┌─ EXERCISE MATERIAL

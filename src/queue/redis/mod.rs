//! Redis backend for courierq.
//!
//! Layout:
//! - **Stream** (`XADD MAXLEN ~`, `XREADGROUP`, `XACK` + `XDEL`, `XAUTOCLAIM`)
//! - **Scheduled set**: sorted set scored by due time (epoch ms)
//! - **Dead letter store**: a second stream, never consumed automatically
//! - **Dedup claims**: plain keys written with `SET NX PX`
//!
//! Multi-key changes go through `MULTI`/`EXEC` pipelines or Lua scripts so
//! concurrent workers in different processes never observe half-applied moves.

use super::{ClaimBatch, JOB_FIELD, QueueBackend, QueueDepth, StreamRecord};
use crate::config::QueueConfig;
use crate::error::{CourierError, CourierResult};
use async_trait::async_trait;

use redis::aio::{ConnectionManager, MultiplexedConnection};
use redis::streams::{
    StreamAutoClaimOptions, StreamAutoClaimReply, StreamId, StreamMaxlen, StreamRangeReply,
    StreamReadOptions, StreamReadReply,
};
use redis::{AsyncCommands, Client, RedisResult, Script};

use std::collections::HashMap;
use std::time::Duration;
use tokio::sync::Mutex;
use tokio::time::timeout;
use tracing::{debug, info, warn};

/// Redis backend implementation
pub struct RedisBackend {
    client: Client,
    /// Shared connection for non-blocking commands
    conn: ConnectionManager,
    /// One connection per consumer for `XREADGROUP BLOCK`, which would stall
    /// every other command queued on a shared connection
    blocking: Mutex<HashMap<String, MultiplexedConnection>>,
    config: QueueConfig,
    scripts: RedisScripts,
}

impl std::fmt::Debug for RedisBackend {
    fn fmt(&self, f: &mut std::fmt::Formatter<'_>) -> std::fmt::Result {
        f.debug_struct("RedisBackend")
            .field("config", &self.config)
            .field("scripts", &self.scripts)
            .finish_non_exhaustive()
    }
}

/// Pre-compiled Lua scripts for atomic Redis operations
#[derive(Debug)]
struct RedisScripts {
    /// Move due scheduled jobs into the stream
    promote_due: Script,
    /// Extend a claim owned by the caller
    refresh_claim: Script,
    /// Compare-and-delete a claim
    release_claim: Script,
    /// Remove and return dead letters
    drain_dead: Script,
}
//! Test doubles for the collaborator traits.

use crate::error::{CourierResult, TransportError};
use crate::job::{Job, JobId};
use crate::metrics::MetricsSink;
use crate::queue::QueueDepth;
use crate::transport::Transport;
use async_trait::async_trait;
use std::sync::Mutex as StdMutex;
use tokio::sync::Mutex;

/// Transport that records every call and fails on demand.
#[derive(Default)]
pub(crate) struct RecordingTransport {
    calls: Mutex<Vec<JobId>>,
    delivered: Mutex<Vec<JobId>>,
    failures_left: Mutex<u32>,
    always_fail: Mutex<bool>,
}

impl RecordingTransport {
    pub(crate) async fn fail_next(&self, count: u32) {
        *self.failures_left.lock().await = count;
    }

    pub(crate) async fn fail_always(&self) {
        *self.always_fail.lock().await = true;
    }

    /// Job ids of every attempt, successful or not.
    pub(crate) async fn calls(&self) -> Vec<JobId> {
        self.calls.lock().await.clone()
    }

    /// Job ids of successful deliveries.
    pub(crate) async fn delivered(&self) -> Vec<JobId> {
        self.delivered.lock().await.clone()
    }
}

#[async_trait]
impl Transport for RecordingTransport {
    async fn deliver(&self, job: &Job) -> Result<(), TransportError> {
        self.calls.lock().await.push(job.id.clone());

        if *self.always_fail.lock().await {
            return Err(TransportError::Network("connection refused".to_string()));
        }
        let mut left = self.failures_left.lock().await;
        if *left > 0 {
            *left -= 1;
            return Err(TransportError::Network("connection reset".to_string()));
        }

        self.delivered.lock().await.push(job.id.clone());
        Ok(())
    }

    fn name(&self) -> &'static str {
        "recording"
    }
}

/// Metrics sink that keeps everything in memory.
#[derive(Default)]
pub(crate) struct RecordingMetrics {
    queued: StdMutex<Vec<(String, String)>>,
    delivered: StdMutex<u64>,
    retries: StdMutex<u64>,
    failures: StdMutex<u64>,
    depths: StdMutex<Vec<QueueDepth>>,
}

impl RecordingMetrics {
    pub(crate) async fn queued(&self) -> Vec<(String, String)> {
        self.queued.lock().unwrap().clone()
    }

    pub(crate) async fn depth_samples(&self) -> usize {
        self.depths.lock().unwrap().len()
    }

    pub(crate) fn counts(&self) -> (u64, u64, u64) {
        (
            *self.delivered.lock().unwrap(),
            *self.retries.lock().unwrap(),
            *self.failures.lock().unwrap(),
        )
    }
}

impl MetricsSink for RecordingMetrics {
    fn record_queued(&self, outcome: &str, purpose: &str) -> CourierResult<()> {
        self.queued
            .lock()
            .unwrap()
            .push((outcome.to_string(), purpose.to_string()));
        Ok(())
    }

    fn record_delivered(&self, _purpose: &str) -> CourierResult<()> {
        *self.delivered.lock().unwrap() += 1;
        Ok(())
    }

    fn record_retry(&self, _purpose: &str) -> CourierResult<()> {
        *self.retries.lock().unwrap() += 1;
        Ok(())
    }

    fn record_failure(&self, _purpose: &str) -> CourierResult<()> {
        *self.failures.lock().unwrap() += 1;
        Ok(())
    }

    fn record_depth(&self, depth: &QueueDepth) -> CourierResult<()> {
        self.depths.lock().unwrap().push(*depth);
        Ok(())
    }
}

└─

* **TASK STATEMENT**
Repeat the records verbatim, every one of them.

* **THE ANSWER**
filename src/queue/redis/mod.rs
//! Redis backend for courierq.
//!
//! Layout:
//! - **Stream** (`XADD MAXLEN ~`, `XREADGROUP`, `XACK` + `XDEL`, `XAUTOCLAIM`)
//! - **Scheduled set**: sorted set scored by due time (epoch ms)
//! - **Dead letter store**: a second stream, never consumed automatically
//! - **Dedup claims**: plain keys written with `SET NX PX`
//!
//! Multi-key changes go through `MULTI`/`EXEC` pipelines or Lua scripts so
//! concurrent workers in different processes never observe half-applied moves.

use super::{ClaimBatch, JOB_FIELD, QueueBackend, QueueDepth, StreamRecord};
use crate::config::QueueConfig;
use crate::error::{CourierError, CourierResult};
use async_trait::async_trait;

use redis::aio::{ConnectionManager, MultiplexedConnection};
use redis::streams::{
    StreamAutoClaimOptions, StreamAutoClaimReply, StreamId, StreamMaxlen, StreamRangeReply,
    StreamReadOptions, StreamReadReply,
};
use redis::{AsyncCommands, Client, RedisResult, Script};

use std::collections::HashMap;
use std::time::Duration;
use tokio::sync::Mutex;
use tokio::time::timeout;
use tracing::{debug, info, warn};

/// Redis backend implementation
pub struct RedisBackend {
    client: Client,
    /// Shared connection for non-blocking commands
    conn: ConnectionManager,
    /// One connection per consumer for `XREADGROUP BLOCK`, which would stall
    /// every other command queued on a shared connection
    blocking: Mutex<HashMap<String, MultiplexedConnection>>,
    config: QueueConfig,
    scripts: RedisScripts,
}

impl std::fmt::Debug for RedisBackend {
    fn fmt(&self, f: &mut std::fmt::Formatter<'_>) -> std::fmt::Result {
        f.debug_struct("RedisBackend")
            .field("config", &self.config)
            .field("scripts", &self.scripts)
            .finish_non_exhaustive()
    }
}

/// Pre-compiled Lua scripts for atomic Redis operations
#[derive(Debug)]
struct RedisScripts {
    /// Move due scheduled jobs into the stream
    promote_due: Script,
    /// Extend a claim owned by the caller
    refresh_claim: Script,
    /// Compare-and-delete a claim
    release_claim: Script,
    /// Remove and return dead letters
    drain_dead: Script,
}
//! Test doubles for the collaborator traits.

use crate::error::{CourierResult, TransportError};
use crate::job::{Job, JobId};
use crate::metrics::MetricsSink;
use crate::queue::QueueDepth;
use crate::transport::Transport;
use async_trait::async_trait;
use std::sync::Mutex as StdMutex;
use tokio::sync::Mutex;

/// Transport that records every call and fails on demand.
#[derive(Default)]
pub(crate) struct RecordingTransport {
    calls: Mutex<Vec<JobId>>,
    delivered: Mutex<Vec<JobId>>,
    failures_left: Mutex<u32>,
    always_fail: Mutex<bool>,
}

impl RecordingTransport {
    pub(crate) async fn fail_next(&self, count: u32) {
        *self.failures_left.lock().await = count;
    }

    pub(crate) async fn fail_always(&self) {
        *self.always_fail.lock().await = true;
    }

    /// Job ids of every attempt, successful or not.
    pub(crate) async fn calls(&self) -> Vec<JobId> {
        self.calls.lock().await.clone()
    }

    /// Job ids of successful deliveries.
    pub(crate) async fn delivered(&self) -> Vec<JobId> {
        self.delivered.lock().await.clone()
    }
}

#[async_trait]
impl Transport for RecordingTransport {
    async fn deliver(&self, job: &Job) -> Result<(), TransportError> {
        self.calls.lock().await.push(job.id.clone());

        if *self.always_fail.lock().await {
            return Err(TransportError::Network("connection refused".to_string()));
        }
        let mut left = self.failures_left.lock().await;
        if *left > 0 {
            *left -= 1;
            return Err(TransportError::Network("connection reset".to_string()));
        }

        self.delivered.lock().await.push(job.id.clone());
        Ok(())
    }

    fn name(&self) -> &'static str {
        "recording"
    }
}

/// Metrics sink that keeps everything in memory.
#[derive(Default)]
pub(crate) struct RecordingMetrics {
    queued: StdMutex<Vec<(String, String)>>,
    delivered: StdMutex<u64>,
    retries: StdMutex<u64>,
    failures: StdMutex<u64>,
    depths: StdMutex<Vec<QueueDepth>>,
}

impl RecordingMetrics {
    pub(crate) async fn queued(&self) -> Vec<(String, String)> {
        self.queued.lock().unwrap().clone()
    }

    pub(crate) async fn depth_samples(&self) -> usize {
        self.depths.lock().unwrap().len()
    }

    pub(crate) fn counts(&self) -> (u64, u64, u64) {
        (
            *self.delivered.lock().unwrap(),
            *self.retries.lock().unwrap(),
            *self.failures.lock().unwrap(),
        )
    }
}

impl MetricsSink for RecordingMetrics {
    fn record_queued(&self, outcome: &str, purpose: &str) -> CourierResult<()> {
        self.queued
            .lock()
            .unwrap()
            .push((outcome.to_string(), purpose.to_string()));
        Ok(())
    }

    fn record_delivered(&self, _purpose: &str) -> CourierResult<()> {
        *self.delivered.lock().unwrap() += 1;
        Ok(())
    }

    fn record_retry(&self, _purpose: &str) -> CourierResult<()> {
        *self.retries.lock().unwrap() += 1;
        Ok(())
    }

    fn record_failure(&self, _purpose: &str) -> CourierResult<()> {
        *self.failures.lock().unwrap() += 1;
        Ok(())
    }

    fn record_depth(&self, depth: &QueueDepth) -> CourierResult<()> {
        self.depths.lock().unwrap().push(*depth);
        Ok(())
    }
}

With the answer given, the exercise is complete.